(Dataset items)
........
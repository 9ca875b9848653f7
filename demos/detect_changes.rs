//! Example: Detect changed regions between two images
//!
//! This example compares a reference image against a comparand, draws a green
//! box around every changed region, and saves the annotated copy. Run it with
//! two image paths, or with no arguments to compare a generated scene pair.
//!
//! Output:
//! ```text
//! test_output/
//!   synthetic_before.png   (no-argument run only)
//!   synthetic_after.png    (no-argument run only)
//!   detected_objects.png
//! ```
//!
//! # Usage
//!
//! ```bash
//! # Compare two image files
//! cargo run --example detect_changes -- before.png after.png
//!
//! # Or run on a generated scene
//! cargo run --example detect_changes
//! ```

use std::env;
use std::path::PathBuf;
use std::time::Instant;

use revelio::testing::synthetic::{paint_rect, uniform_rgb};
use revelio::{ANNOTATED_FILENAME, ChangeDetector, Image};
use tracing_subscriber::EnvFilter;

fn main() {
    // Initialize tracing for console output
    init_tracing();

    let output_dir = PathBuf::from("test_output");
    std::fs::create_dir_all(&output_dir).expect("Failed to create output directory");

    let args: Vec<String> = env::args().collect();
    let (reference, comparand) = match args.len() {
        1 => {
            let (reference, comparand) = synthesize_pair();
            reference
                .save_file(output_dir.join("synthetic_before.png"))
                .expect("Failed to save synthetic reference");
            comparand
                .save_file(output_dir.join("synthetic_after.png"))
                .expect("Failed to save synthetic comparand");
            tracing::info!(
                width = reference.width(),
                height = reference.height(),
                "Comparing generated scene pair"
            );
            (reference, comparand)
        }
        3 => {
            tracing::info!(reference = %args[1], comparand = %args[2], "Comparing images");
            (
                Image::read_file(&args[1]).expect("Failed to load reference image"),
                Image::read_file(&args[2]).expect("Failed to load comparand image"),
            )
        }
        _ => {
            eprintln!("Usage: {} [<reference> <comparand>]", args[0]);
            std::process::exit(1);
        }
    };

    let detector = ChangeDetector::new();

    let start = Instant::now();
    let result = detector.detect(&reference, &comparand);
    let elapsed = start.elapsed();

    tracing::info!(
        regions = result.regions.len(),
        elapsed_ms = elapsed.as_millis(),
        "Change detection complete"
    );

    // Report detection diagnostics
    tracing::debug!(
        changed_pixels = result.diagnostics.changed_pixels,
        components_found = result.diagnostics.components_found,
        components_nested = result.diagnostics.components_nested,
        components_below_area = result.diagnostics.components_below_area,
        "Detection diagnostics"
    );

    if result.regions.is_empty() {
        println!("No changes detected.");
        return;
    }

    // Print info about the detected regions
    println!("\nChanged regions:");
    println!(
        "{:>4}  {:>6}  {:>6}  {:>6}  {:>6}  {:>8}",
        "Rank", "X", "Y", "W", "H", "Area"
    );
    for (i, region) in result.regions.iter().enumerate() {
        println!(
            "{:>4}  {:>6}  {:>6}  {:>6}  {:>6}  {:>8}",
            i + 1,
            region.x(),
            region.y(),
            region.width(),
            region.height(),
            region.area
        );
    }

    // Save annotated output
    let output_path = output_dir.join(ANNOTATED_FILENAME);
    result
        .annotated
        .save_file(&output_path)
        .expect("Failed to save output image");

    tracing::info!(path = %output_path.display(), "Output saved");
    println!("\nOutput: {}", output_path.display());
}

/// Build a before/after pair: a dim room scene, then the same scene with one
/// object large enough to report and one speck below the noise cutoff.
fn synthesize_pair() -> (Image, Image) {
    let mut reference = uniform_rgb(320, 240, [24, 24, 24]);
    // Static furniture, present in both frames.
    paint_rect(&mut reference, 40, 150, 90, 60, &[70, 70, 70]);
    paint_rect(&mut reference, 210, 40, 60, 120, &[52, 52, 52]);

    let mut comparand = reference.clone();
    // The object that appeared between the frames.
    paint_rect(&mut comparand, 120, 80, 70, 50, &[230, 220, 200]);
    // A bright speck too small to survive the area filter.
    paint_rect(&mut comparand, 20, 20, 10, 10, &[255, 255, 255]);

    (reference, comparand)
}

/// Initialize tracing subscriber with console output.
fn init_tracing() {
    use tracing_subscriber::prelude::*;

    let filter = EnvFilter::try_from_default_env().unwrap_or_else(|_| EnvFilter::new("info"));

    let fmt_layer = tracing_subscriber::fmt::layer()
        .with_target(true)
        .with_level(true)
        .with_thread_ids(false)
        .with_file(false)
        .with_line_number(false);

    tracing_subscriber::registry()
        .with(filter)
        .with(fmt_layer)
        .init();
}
........
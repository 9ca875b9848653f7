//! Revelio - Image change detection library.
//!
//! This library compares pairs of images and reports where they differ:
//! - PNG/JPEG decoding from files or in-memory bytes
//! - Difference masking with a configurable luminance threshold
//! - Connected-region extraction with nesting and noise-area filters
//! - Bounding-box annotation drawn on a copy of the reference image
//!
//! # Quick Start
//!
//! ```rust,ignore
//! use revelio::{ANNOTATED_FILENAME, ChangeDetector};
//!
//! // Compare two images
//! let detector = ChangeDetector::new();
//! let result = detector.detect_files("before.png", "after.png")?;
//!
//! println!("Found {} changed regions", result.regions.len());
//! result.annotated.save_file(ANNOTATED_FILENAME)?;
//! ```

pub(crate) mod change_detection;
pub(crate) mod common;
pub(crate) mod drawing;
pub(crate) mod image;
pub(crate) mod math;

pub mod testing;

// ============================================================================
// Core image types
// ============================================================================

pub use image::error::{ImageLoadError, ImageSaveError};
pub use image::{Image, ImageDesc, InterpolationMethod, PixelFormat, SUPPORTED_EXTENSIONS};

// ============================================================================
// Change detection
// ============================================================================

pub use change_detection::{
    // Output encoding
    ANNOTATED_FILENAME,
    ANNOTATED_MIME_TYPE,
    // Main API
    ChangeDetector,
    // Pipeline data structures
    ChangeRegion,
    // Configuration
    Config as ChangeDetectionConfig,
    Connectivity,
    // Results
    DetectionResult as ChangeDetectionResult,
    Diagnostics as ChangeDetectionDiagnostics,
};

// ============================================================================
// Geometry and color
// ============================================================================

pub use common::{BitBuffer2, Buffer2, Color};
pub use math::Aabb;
........
### WHAT THE EXERCISE ASKS:
Work through the data and count each line holding the string "EnvFilter". Give only that count.

### EXPECTED ANSWER:
2